The bill would authorize the appropriations of “such sums as are necessary to carry out this section” {§1107(g)}.

Moving Forward


Duckworth is a member of the Senate Energy and Natural Resources Committee to which this bill was assigned for consideration. This means that she may have sufficient influence to see the bill considered in Committee. The bipartisan support of her two co-sponsors {Sen. Graham (R,SC) and Sen. Bennet (D,CO)} would seem to indicate that there would be broad support for the legislation were it to make it to the floor of the Senate.

The major problem with this bill moving forward (excepting, of course, the crowded and politically charged calendar) is that it authorizes a vague amount of spending.

Commentary


This bill performs two important functions. First it helps to provide an expanding cybersecurity workforce for the energy sector. Second it helps to provide realistic job training for personnel departing the military.

The interesting thing about this bill is that it requires the training program to work through the existing DOD SkillBridge program. Since this program is operated on a facility by facility basis rather than DOD wide, it would allow the Energy Department to focus their cybersecurity training efforts on facilities with large populations of cyberwarriors. This would allow the training programs to rely on a high existing-cybersecurity knowledge base and concentrate the training on energy specific tasks associated with control system technologies. This would help reduce the costs of the training program without reducing the level of exit-skills.

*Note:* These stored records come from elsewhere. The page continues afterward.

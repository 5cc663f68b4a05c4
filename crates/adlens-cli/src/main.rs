mod patterns;
mod score;
mod search;

use std::path::PathBuf;

use clap::{Parser, Subcommand};
use tracing_subscriber::EnvFilter;

#[derive(Debug, Parser)]
#[command(name = "adlens-cli")]
#[command(about = "Score ads and mine creative patterns")]
struct Cli {
    #[command(subcommand)]
    command: Option<Commands>,
}

#[derive(Debug, Subcommand)]
enum Commands {
    /// Apply pending database migrations
    Migrate,
    /// Score ads from a JSON file offline, without a database
    Score {
        /// Path to a JSON array of ad records
        #[arg(long)]
        input: PathBuf,
        /// Minimum score counted as successful (0-100)
        #[arg(long, value_parser = clap::value_parser!(u8).range(0..=100))]
        threshold: Option<u8>,
    },
    /// Fetch ads from the ad library, score them and store the successful ones
    Search {
        keyword: String,
        /// Maximum number of ads to fetch
        #[arg(long, default_value = "25")]
        limit: usize,
    },
    /// Print the current pattern report
    Patterns {
        /// Recompute instead of reading the cache
        #[arg(long)]
        refresh: bool,
    },
}

#[tokio::main]
async fn main() -> anyhow::Result<()> {
    dotenvy::dotenv().ok();
    let env_filter = EnvFilter::try_from_default_env()
        .or_else(|_| EnvFilter::try_new(std::env::var("ADLENS_LOG_LEVEL").unwrap_or_else(|_| "info".to_string())))?;
    // stdout carries JSON output; logs go to stderr.
    tracing_subscriber::fmt()
        .with_env_filter(env_filter)
        .with_writer(std::io::stderr)
        .init();

    let cli = Cli::parse();
    let Some(command) = cli.command else {
        println!("adlens-cli: run with --help to list commands");
        return Ok(());
    };

    match command {
        Commands::Score { input, threshold } => score::run_score(&input, threshold).await,
        Commands::Migrate => {
            let (pool, _) = connect().await?;
            let applied = adlens_db::run_migrations(&pool).await?;
            println!("applied {applied} migration(s)");
            Ok(())
        }
        Commands::Search { keyword, limit } => {
            let (pool, config) = connect().await?;
            search::run_search(&pool, &config, &keyword, limit).await
        }
        Commands::Patterns { refresh } => {
            let (pool, config) = connect().await?;
            patterns::run_patterns(&pool, &config, refresh).await
        }
    }
}

async fn connect() -> anyhow::Result<(sqlx::PgPool, adlens_core::AppConfig)> {
    let config = adlens_core::load_app_config()?;
    let pool_config = adlens_db::PoolConfig::from_app_config(&config);
    let pool = adlens_db::connect_pool(&config.database_url, pool_config).await?;
    Ok((pool, config))
}

#[cfg(test)]
mod tests;
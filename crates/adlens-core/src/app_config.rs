use std::net::SocketAddr;

#[derive(Debug, Clone, PartialEq, Eq)]
pub enum Environment {
    Development,
    Test,
    Production,
}

impl std::fmt::Display for Environment {
    fn fmt(&self, f: &mut std::fmt::Formatter<'_>) -> std::fmt::Result {
        match self {
            Environment::Development => write!(f, "development"),
            Environment::Test => write!(f, "test"),
            Environment::Production => write!(f, "production"),
        }
    }
}

#[derive(Clone)]
pub struct AppConfig {
    pub database_url: String,
    pub env: Environment,
    pub bind_addr: SocketAddr,
    pub log_level: String,
    pub db_max_connections: u32,
    pub db_min_connections: u32,
    pub db_acquire_timeout_secs: u64,
    /// Access token for the ad library. Search is unavailable without it.
    pub ad_library_access_token: Option<String>,
    pub ad_library_base_url: String,
    pub ad_library_api_version: String,
    /// ISO country codes passed as `ad_reached_countries`.
    pub ad_library_countries: Vec<String>,
    pub ad_library_request_timeout_secs: u64,
    pub ad_library_max_retries: u32,
    pub ad_library_retry_backoff_base_ms: u64,
    /// Minimum success score for an ad to be persisted as successful.
    pub success_threshold: u8,
    /// How many top-scoring ads feed a pattern recompute.
    pub pattern_sample_size: usize,
}

impl std::fmt::Debug for AppConfig {
    fn fmt(&self, f: &mut std::fmt::Formatter<'_>) -> std::fmt::Result {
        f.debug_struct("AppConfig")
            .field("env", &self.env)
            .field("bind_addr", &self.bind_addr)
            .field("log_level", &self.log_level)
            .field("database_url", &"[redacted]")
            .field("db_max_connections", &self.db_max_connections)
            .field("db_min_connections", &self.db_min_connections)
            .field("db_acquire_timeout_secs", &self.db_acquire_timeout_secs)
            .field(
                "ad_library_access_token",
                &self.ad_library_access_token.as_ref().map(|_| "[redacted]"),
            )
            .field("ad_library_base_url", &self.ad_library_base_url)
            .field("ad_library_api_version", &self.ad_library_api_version)
            .field("ad_library_countries", &self.ad_library_countries)
            .field(
                "ad_library_request_timeout_secs",
                &self.ad_library_request_timeout_secs,
            )
            .field("ad_library_max_retries", &self.ad_library_max_retries)
            .field(
                "ad_library_retry_backoff_base_ms",
                &self.ad_library_retry_backoff_base_ms,
            )
            .field("success_threshold", &self.success_threshold)
            .field("pattern_sample_size", &self.pattern_sample_size)
            .finish()
    }
}
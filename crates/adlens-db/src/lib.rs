use std::time::Duration;

use adlens_core::AppConfig;
use sqlx::{postgres::PgPoolOptions, PgPool};
use thiserror::Error;

const DEFAULT_MAX_CONNECTIONS: u32 = 10;
const DEFAULT_MIN_CONNECTIONS: u32 = 1;
const DEFAULT_ACQUIRE_TIMEOUT_SECS: u64 = 10;

// Path relative to crates/adlens-db/Cargo.toml; resolves to <workspace-root>/migrations/
static MIGRATOR: sqlx::migrate::Migrator = sqlx::migrate!("../../migrations");

#[derive(Debug, Clone, Copy)]
pub struct PoolConfig {
    pub max_connections: u32,
    pub min_connections: u32,
    pub acquire_timeout_secs: u64,
}

impl Default for PoolConfig {
    fn default() -> Self {
        Self {
            max_connections: DEFAULT_MAX_CONNECTIONS,
            min_connections: DEFAULT_MIN_CONNECTIONS,
            acquire_timeout_secs: DEFAULT_ACQUIRE_TIMEOUT_SECS,
        }
    }
}

impl PoolConfig {
    #[must_use]
    pub fn from_app_config(config: &AppConfig) -> Self {
        Self {
            max_connections: config.db_max_connections,
            min_connections: config.db_min_connections,
            acquire_timeout_secs: config.db_acquire_timeout_secs,
        }
    }

    fn options(self) -> PgPoolOptions {
        PgPoolOptions::new()
            .max_connections(self.max_connections)
            .min_connections(self.min_connections)
            .acquire_timeout(Duration::from_secs(self.acquire_timeout_secs))
    }
}

#[derive(Debug, Error)]
pub enum DbError {
    #[error(transparent)]
    Sqlx(#[from] sqlx::Error),
    #[error(transparent)]
    Migration(#[from] sqlx::migrate::MigrateError),
    #[error("stored payload could not be decoded: {0}")]
    Decode(#[from] serde_json::Error),
}

/// Connect to a Postgres pool using explicit URL and config.
///
/// # Errors
///
/// Returns [`sqlx::Error`] if the connection cannot be established.
pub async fn connect_pool(database_url: &str, config: PoolConfig) -> Result<PgPool, sqlx::Error> {
    config.options().connect(database_url).await
}

/// Build a pool that opens connections on first use.
///
/// # Errors
///
/// Returns [`sqlx::Error`] if `database_url` cannot be parsed.
pub fn connect_pool_lazy(database_url: &str, config: PoolConfig) -> Result<PgPool, sqlx::Error> {
    config.options().connect_lazy(database_url)
}

/// Run all pending migrations against the pool.
///
/// Returns the number of migrations that were applied.
///
/// # Errors
///
/// Returns [`sqlx::migrate::MigrateError`] if any migration fails.
pub async fn run_migrations(pool: &PgPool) -> Result<usize, sqlx::migrate::MigrateError> {
    // _sqlx_migrations does not exist on a fresh database; count that as zero.
    let applied_before = applied_migration_count(pool).await;
    MIGRATOR.run(pool).await?;
    let applied_after = applied_migration_count(pool).await;

    let delta = (applied_after - applied_before).max(0);
    Ok(usize::try_from(delta).unwrap_or(0))
}

async fn applied_migration_count(pool: &PgPool) -> i64 {
    sqlx::query_scalar::<_, i64>("SELECT COUNT(*) FROM _sqlx_migrations WHERE success = true")
        .fetch_one(pool)
        .await
        .unwrap_or(0)
}

/// Send a `SELECT 1` to verify the pool has a live connection.
///
/// # Errors
///
/// Returns [`sqlx::Error`] if the query fails.
pub async fn ping(pool: &PgPool) -> Result<(), sqlx::Error> {
    sqlx::query_scalar::<_, i32>("SELECT 1")
        .fetch_one(pool)
        .await?;
    Ok(())
}

/// Run a full health check: ping the pool and return a typed error on failure.
///
/// # Errors
///
/// Returns [`DbError`] if the ping fails.
pub async fn health_check(pool: &PgPool) -> Result<(), DbError> {
    ping(pool).await?;
    Ok(())
}


pub mod ad_scores;
pub mod pattern_cache;
pub mod store;
pub mod successful_ads;

pub use ad_scores::{delete_stale_ad_scores, get_ad_score, upsert_ad_score, AdScoreRow};
pub use pattern_cache::{
    delete_expired_pattern_cache, get_pattern_cache, set_pattern_cache, PatternCacheRow,
};
pub use store::PgStore;
pub use successful_ads::{
    count_successful_ads, list_top_successful_ads, upsert_successful_ad, SuccessfulAdRow,
};
//! Retry with exponential back-off and jitter for the ad library client.
//!
//! [`retry_with_backoff`] wraps any fallible async operation and retries on
//! transient errors (network failures, 5xx) and on rate limiting. A
//! `Retry-After` hint from the server is honored when it is longer than the
//! computed back-off.

use std::future::Future;
use std::time::Duration;

use crate::error::SourceError;

const MAX_DELAY_MS: u64 = 60_000;

/// Returns `true` for errors that are worth retrying after a back-off delay.
///
/// **Retriable:** timeouts, connection failures, HTTP 5xx, rate limiting.
///
/// **Not retriable:** Graph API errors, other 4xx statuses, malformed bodies
/// and invalid requests. Retrying won't fix them.
pub(crate) fn is_retriable(err: &SourceError) -> bool {
    match err {
        SourceError::Http(e) => {
            e.is_timeout() || e.is_connect() || e.status().is_some_and(|s| s.is_server_error())
        }
        SourceError::RateLimited { .. } => true,
        SourceError::ApiError { .. }
        | SourceError::Deserialize { .. }
        | SourceError::InvalidRequest(_) => false,
    }
}

/// Delay before retry number `attempt` (1-based).
///
/// `jitter` is a factor in `[0.75, 1.25)`. Capped at 60 s, except that a
/// server `Retry-After` is honored up to the same cap even when it exceeds
/// the jittered value.
pub(crate) fn backoff_delay(
    attempt: u32,
    backoff_base_ms: u64,
    err: &SourceError,
    jitter: f64,
) -> Duration {
    let computed = backoff_base_ms.saturating_mul(1u64 << attempt.saturating_sub(1).min(10));
    let capped = computed.min(MAX_DELAY_MS);
    #[allow(
        clippy::cast_possible_truncation,
        clippy::cast_sign_loss,
        clippy::cast_precision_loss
    )]
    let jittered = (capped as f64 * jitter) as u64;

    let server_hint = match err {
        SourceError::RateLimited {
            retry_after_secs: Some(secs),
        } => secs.saturating_mul(1_000).min(MAX_DELAY_MS),
        _ => 0,
    };
    Duration::from_millis(jittered.max(server_hint))
}

/// Runs `operation` with up to `max_retries` additional attempts on retriable errors.
///
/// Back-off schedule with `backoff_base_ms = 1_000`:
///
/// | Attempt | Sleep before next attempt        |
/// |---------|----------------------------------|
/// | 1       | 1 000 ms × 2⁰ ± 25 % jitter     |
/// | 2       | 1 000 ms × 2¹ ± 25 % jitter     |
/// | 3       | 1 000 ms × 2² ± 25 % jitter     |
pub(crate) async fn retry_with_backoff<T, F, Fut>(
    max_retries: u32,
    backoff_base_ms: u64,
    mut operation: F,
) -> Result<T, SourceError>
where
    F: FnMut() -> Fut,
    Fut: Future<Output = Result<T, SourceError>>,
{
    let mut attempt = 0u32;
    loop {
        match operation().await {
            Ok(value) => return Ok(value),
            Err(err) => {
                if !is_retriable(&err) || attempt >= max_retries {
                    return Err(err);
                }
                attempt += 1;
                let jitter = rand::random::<f64>() * 0.5 + 0.75;
                let delay = backoff_delay(attempt, backoff_base_ms, &err, jitter);
                tracing::warn!(
                    attempt,
                    max_retries,
                    delay_ms = u64::try_from(delay.as_millis()).unwrap_or(u64::MAX),
                    rate_limited = err.is_rate_limited(),
                    error = %err,
                    "ad library request failed, retrying after back-off"
                );
                tokio::time::sleep(delay).await;
            }
        }
    }
}
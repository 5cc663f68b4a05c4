//! Storage contracts used by scoring and pattern orchestration.
//!
//! Implementations must be cheap to clone and safe to share across tasks.
//! Callers treat every error as "miss" or "skip write"; none of these
//! failures reach the scoring caller.

use std::future::Future;
use std::time::Duration;

use adlens_core::{ComponentScores, ExtractedMetrics, PatternReport, ScoredAd};
use chrono::{DateTime, Utc};
use serde::{Deserialize, Serialize};

use crate::error::StoreError;

/// A previously computed score for one ad.
#[derive(Debug, Clone, PartialEq, Serialize, Deserialize)]
pub struct CachedScore {
    pub ad_id: String,
    pub total_score: u8,
    pub component_scores: ComponentScores,
    pub raw_metrics: ExtractedMetrics,
    pub updated_at: DateTime<Utc>,
}

impl CachedScore {
    /// `true` when the entry is younger than `window` at `now`.
    #[must_use]
    pub fn is_fresh(&self, now: DateTime<Utc>, window: Duration) -> bool {
        let Ok(window) = chrono::Duration::from_std(window) else {
            return true;
        };
        now.signed_duration_since(self.updated_at) < window
    }
}

/// Keyed lookup/upsert of computed scores.
pub trait ScoreStore: Send + Sync {
    fn get_score(
        &self,
        ad_id: &str,
    ) -> impl Future<Output = Result<Option<CachedScore>, StoreError>> + Send;

    /// Overwrites any existing entry for `score.ad_id`.
    fn put_score(&self, score: &CachedScore)
        -> impl Future<Output = Result<(), StoreError>> + Send;
}

/// Persistence of ads that crossed the success threshold.
pub trait SuccessStore: Send + Sync {
    fn upsert_successful(&self, ad: &ScoredAd)
        -> impl Future<Output = Result<(), StoreError>> + Send;

    /// Highest-scoring ads first.
    fn top_successful(
        &self,
        limit: usize,
    ) -> impl Future<Output = Result<Vec<ScoredAd>, StoreError>> + Send;

    /// One page of successful ads (highest score first) plus the total count.
    fn list_successful(
        &self,
        limit: usize,
        offset: usize,
    ) -> impl Future<Output = Result<(Vec<ScoredAd>, u64), StoreError>> + Send;
}

/// String-keyed report cache with expiry.
pub trait PatternCache: Send + Sync {
    fn get_report(
        &self,
        key: &str,
    ) -> impl Future<Output = Result<Option<PatternReport>, StoreError>> + Send;

    fn set_report(
        &self,
        key: &str,
        report: &PatternReport,
        ttl: Duration,
    ) -> impl Future<Output = Result<(), StoreError>> + Send;
}
//! In-process implementation of every store trait.
//!
//! Used by the offline CLI and by tests. Clones share the same maps.

use std::collections::HashMap;
use std::sync::Arc;
use std::time::Duration;

use adlens_core::{PatternReport, ScoredAd};
use chrono::{DateTime, Utc};
use tokio::sync::RwLock;

use crate::error::StoreError;
use crate::store::{CachedScore, PatternCache, ScoreStore, SuccessStore};

#[derive(Debug, Clone, Default)]
pub struct MemoryStore {
    scores: Arc<RwLock<HashMap<String, CachedScore>>>,
    successful: Arc<RwLock<HashMap<String, ScoredAd>>>,
    reports: Arc<RwLock<HashMap<String, (PatternReport, DateTime<Utc>)>>>,
}

impl MemoryStore {
    #[must_use]
    pub fn new() -> Self {
        Self::default()
    }

    pub async fn score_count(&self) -> usize {
        self.scores.read().await.len()
    }

    pub async fn successful_count(&self) -> usize {
        self.successful.read().await.len()
    }
}

impl ScoreStore for MemoryStore {
    async fn get_score(&self, ad_id: &str) -> Result<Option<CachedScore>, StoreError> {
        Ok(self.scores.read().await.get(ad_id).cloned())
    }

    async fn put_score(&self, score: &CachedScore) -> Result<(), StoreError> {
        self.scores
            .write()
            .await
            .insert(score.ad_id.clone(), score.clone());
        Ok(())
    }
}

impl SuccessStore for MemoryStore {
    async fn upsert_successful(&self, ad: &ScoredAd) -> Result<(), StoreError> {
        self.successful
            .write()
            .await
            .insert(ad.ad.id.clone(), ad.clone());
        Ok(())
    }

    async fn top_successful(&self, limit: usize) -> Result<Vec<ScoredAd>, StoreError> {
        let (page, _) = self.list_successful(limit, 0).await?;
        Ok(page)
    }

    async fn list_successful(
        &self,
        limit: usize,
        offset: usize,
    ) -> Result<(Vec<ScoredAd>, u64), StoreError> {
        let guard = self.successful.read().await;
        let mut ads: Vec<ScoredAd> = guard.values().cloned().collect();
        drop(guard);

        ads.sort_by(|a, b| {
            b.success_score
                .cmp(&a.success_score)
                .then_with(|| a.ad.id.cmp(&b.ad.id))
        });
        let total = u64::try_from(ads.len()).unwrap_or(u64::MAX);
        let page = ads.into_iter().skip(offset).take(limit).collect();
        Ok((page, total))
    }
}

impl PatternCache for MemoryStore {
    async fn get_report(&self, key: &str) -> Result<Option<PatternReport>, StoreError> {
        let now = Utc::now();
        Ok(self
            .reports
            .read()
            .await
            .get(key)
            .filter(|(_, expires_at)| *expires_at > now)
            .map(|(report, _)| report.clone()))
    }

    async fn set_report(
        &self,
        key: &str,
        report: &PatternReport,
        ttl: Duration,
    ) -> Result<(), StoreError> {
        let ttl = chrono::Duration::from_std(ttl)
            .map_err(|e| StoreError::Backend(format!("invalid ttl: {e}")))?;
        self.reports
            .write()
            .await
            .insert(key.to_string(), (report.clone(), Utc::now() + ttl));
        Ok(())
    }
}
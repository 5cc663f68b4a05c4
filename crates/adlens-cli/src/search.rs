//! `search` command: fetch, score, persist and refresh patterns.

use adlens_core::AppConfig;
use adlens_db::PgStore;
use adlens_scoring::{spawn_pattern_refresh, PatternStore, Scorer, ScoringConfig};
use adlens_source::AdLibraryClient;

/// Truncate to `max` characters for table output.
fn clip(text: &str, max: usize) -> String {
    if text.chars().count() <= max {
        return text.to_string();
    }
    let mut clipped: String = text.chars().take(max.saturating_sub(1)).collect();
    clipped.push('\u{2026}');
    clipped
}

/// # Errors
///
/// Returns an error if no access token is configured or the ad library
/// request fails. Storage failures are logged and do not fail the command.
pub(crate) async fn run_search(
    pool: &sqlx::PgPool,
    config: &AppConfig,
    keyword: &str,
    limit: usize,
) -> anyhow::Result<()> {
    let client = AdLibraryClient::from_app_config(config)?.ok_or_else(|| {
        anyhow::anyhow!("AD_LIBRARY_ACCESS_TOKEN is not set; cannot search the ad library")
    })?;

    let ads = client.search_ads(keyword, limit).await?;
    if ads.is_empty() {
        println!("no ads found for '{keyword}'");
        return Ok(());
    }

    let store = PgStore::new(pool.clone());
    let scorer = Scorer::new(
        store.clone(),
        ScoringConfig {
            success_threshold: config.success_threshold,
            ..ScoringConfig::default()
        },
    );
    let mut scored = scorer.score_batch(&ads).await;
    scored.sort_by(|a, b| b.success_score.cmp(&a.success_score));
    let persisted = scorer.persist_successful(&scored).await;

    println!("{:<20} {:>5}  {:<30} BODY", "AD ID", "SCORE", "PAGE");
    for ad in &scored {
        println!(
            "{:<20} {:>5}  {:<30} {}",
            clip(&ad.ad.id, 20),
            ad.success_score,
            clip(ad.ad.page_name.as_deref().unwrap_or("-"), 30),
            clip(&ad.ad.body_text(), 60),
        );
    }
    println!(
        "\n{} ad(s) scored, {persisted} at or above {}",
        scored.len(),
        config.success_threshold
    );

    // The CLI waits for the refresh so the process does not exit mid-write.
    let refresh = spawn_pattern_refresh(PatternStore::new(store, config.pattern_sample_size));
    if let Err(e) = refresh.await {
        tracing::warn!(error = %e, "pattern refresh task failed");
    }
    Ok(())
}
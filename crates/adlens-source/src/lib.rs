//! Client for the Meta Ad Library `ads_archive` endpoint.
//!
//! Fetches ads by keyword, follows paging cursors, retries transient and
//! rate-limit failures with jittered back-off, and normalizes each record
//! into an [`adlens_core::RawAd`].

pub mod client;
pub mod error;
pub mod normalize;
pub(crate) mod retry;
pub mod types;

pub use client::AdLibraryClient;
pub use error::SourceError;
pub use normalize::{flatten_bounds, normalize_ad, parse_delivery_time};
async fn run_pipeline_inner(
    ctx: &PipelineContext,
    failure_id: i64,
    workspace_dir: &Path,
    cancel: &CancellationToken,
) -> Result<PipelineOutcome, PipelineError> {
    async {
        let failure = ctx.store.get_failure(failure_id).await?;
        check_cancelled(cancel)?;

        ctx.notifier.notify(NotifyEvent::PipelineStarted {
            failure_id,
            repo: failure.repo.clone(),
            sha: failure.sha.clone(),
            workflow_name: failure.workflow_name.clone(),
            timestamp: chrono::Utc::now(),
        });

        ctx.store
            .transition(failure_id, FailureStatus::FetchingLogs)
            .await?;
        let logs = ctx
            .codehost
            .download_run_logs(&failure.repo, failure.run_id)
            .await?;
        let Some(localized) = localize(&logs) else {
            ctx.notifier.notify(NotifyEvent::PipelineFailed {
                failure_id,
                repo: failure.repo.clone(),
                error: "no job logs available for run".to_string(),
                timestamp: chrono::Utc::now(),
            });
            return Err(PipelineError::NoLogs);
        };
        let excerpt = truncate(&localized, DEFAULT_BUDGET);
        check_cancelled(cancel)?;

        ctx.store
            .transition(failure_id, FailureStatus::Analyzing)
            .await?;
        let analysis = analyze(ctx.llm.as_ref(), &excerpt).await?;
        ctx.store.record_analysis(failure_id, &analysis).await?;

        if !analysis.passes_confidence_gate() {
            info!(failure_id, confidence = analysis.confidence, "confidence below gate, escalating");
            let issue_url = ctx
                .codehost
                .create_escalation_issue(&EscalationContext {
                    repo: failure.repo.clone(),
                    run_id: failure.run_id,
                    branch: failure.branch.clone(),
                    sha: failure.sha.clone(),
                    workflow_name: failure.workflow_name.clone(),
                    summary: format!(
                        "Low-confidence analysis ({:.2}): {}",
                        analysis.confidence, analysis.error_message
                    ),
                    attempts_markdown: String::new(),
                })
                .await?;
            ctx.store
                .record_outcome(
                    failure_id,
                    FailureStatus::Escalated,
                    None,
                    Some(issue_url.clone()),
                    None,
                )
                .await?;
            ctx.notifier.notify(NotifyEvent::LowConfidenceEscalation {
                failure_id,
                repo: failure.repo.clone(),
                confidence: analysis.confidence,
                issue_url: issue_url.clone(),
                timestamp: chrono::Utc::now(),
            });
            return Ok(PipelineOutcome::Escalated {
                reason: "analysis confidence below reproduction gate".to_string(),
                issue_url,
            });
        }

        check_cancelled(cancel)?;
        ctx.store
            .transition(failure_id, FailureStatus::Reproducing)
            .await?;
        clone_commit(ctx.codehost.as_ref(), &failure.repo, &failure.sha, workspace_dir)?;
        let repro = reproduce(
            ctx.sandbox.as_ref(),
            workspace_dir,
            &ctx.sandbox_image,
            analysis.failing_test.as_deref(),
        )
        .await?;

        if !repro.reproduced() {
            ctx.store
                .record_outcome(
                    failure_id,
                    FailureStatus::NotReproduced,
                    None,
                    None,
                    Some("failure did not reproduce in sandbox".to_string()),
                )
                .await?;
            ctx.notifier.notify(NotifyEvent::NotReproduced {
                failure_id,
                repo: failure.repo.clone(),
                sha: failure.sha.clone(),
                timestamp: chrono::Utc::now(),
            });
            return Ok(PipelineOutcome::NotReproduced);
        }

        check_cancelled(cancel)?;
        ctx.store
            .transition(failure_id, FailureStatus::GeneratingTest)
            .await?;
        let generated_test = synthesize_test(ctx.llm.as_ref(), workspace_dir, &analysis).await?;

        check_cancelled(cancel)?;
        ctx.store
            .transition(failure_id, FailureStatus::Fixing)
            .await?;
        let outcome = run_fix_loop(
            ctx.llm.as_ref(),
            ctx.sandbox.as_ref(),
            workspace_dir,
            &ctx.sandbox_image,
            &analysis,
            &generated_test,
        )
        .await?;

        let mut attempts_markdown = String::new();
        for attempt in &outcome.attempts {
            let (file_path, original_span, replacement_span) = attempt
                .patch
                .as_ref()
                .map_or(("", "", ""), |p| (p.file_path.as_str(), p.original_span.as_str(), p.replacement_span.as_str()));
            ctx.store
                .append_attempt(
                    failure_id,
                    attempt.attempt_number,
                    file_path,
                    original_span,
                    replacement_span,
                    &attempt.explanation,
                    attempt.verdict,
                    attempt.error_output.as_deref(),
                )
                .await?;
            attempts_markdown.push_str(&format!(
                "- attempt {}: {} ({:?})\n",
                attempt.attempt_number, attempt.explanation, attempt.verdict
            ));
        }

        let attempt_count = outcome.attempts.len() as u32;
        match outcome.verdict {
            FixLoopVerdict::Fixed(patch) => {
                check_cancelled(cancel)?;
                ctx.store
                    .transition(failure_id, FailureStatus::CreatingPr)
                    .await?;
                let pr_url = create_review_request(ctx.codehost.as_ref(), &failure, &patch).await?;
                ctx.store
                    .record_outcome(failure_id, FailureStatus::Fixed, Some(pr_url.clone()), None, None)
                    .await?;
                ctx.notifier.notify(NotifyEvent::FixProposed {
                    failure_id,
                    repo: failure.repo.clone(),
                    pr_url: pr_url.clone(),
                    attempts: attempt_count,
                    timestamp: chrono::Utc::now(),
                });
                Ok(PipelineOutcome::Fixed { pr_url })
            }
            FixLoopVerdict::Exhausted => {
                warn!(failure_id, attempts = MAX_ATTEMPTS, "fix loop exhausted, escalating");
                let issue_url = ctx
                    .codehost
                    .create_escalation_issue(&EscalationContext {
                        repo: failure.repo.clone(),
                        run_id: failure.run_id,
                        branch: failure.branch.clone(),
                        sha: failure.sha.clone(),
                        workflow_name: failure.workflow_name.clone(),
                        summary: format!("Exhausted {MAX_ATTEMPTS} fix attempts"),
                        attempts_markdown,
                    })
                    .await?;
                ctx.store
                    .record_outcome(
                        failure_id,
                        FailureStatus::Escalated,
                        None,
                        Some(issue_url.clone()),
                        None,
                    )
                    .await?;
                ctx.notifier.notify(NotifyEvent::FixLoopExhausted {
                    failure_id,
                    repo: failure.repo.clone(),
                    attempts: MAX_ATTEMPTS,
                    issue_url: issue_url.clone(),
                    timestamp: chrono::Utc::now(),
                });
                Ok(PipelineOutcome::Escalated {
                    reason: format!("exhausted {MAX_ATTEMPTS} fix attempts"),
                    issue_url,
                })
            }
        }
    }
    .instrument(info_span!("pipeline", failure_id))
    .await
}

The only problem with tying this training program to a specific DOD transition program is that DOD has a long history of birthing and killing these programs on almost a whim. These programs are frequently killed off as new ideas come along with changes of command and new programs get developed to take their place. This problem could be easily corrected by adding the phrase “or such successor programs as are developed by DOD,” after ‘Department of Defense,’ in §1107(d)(1) [pg 3, line 24].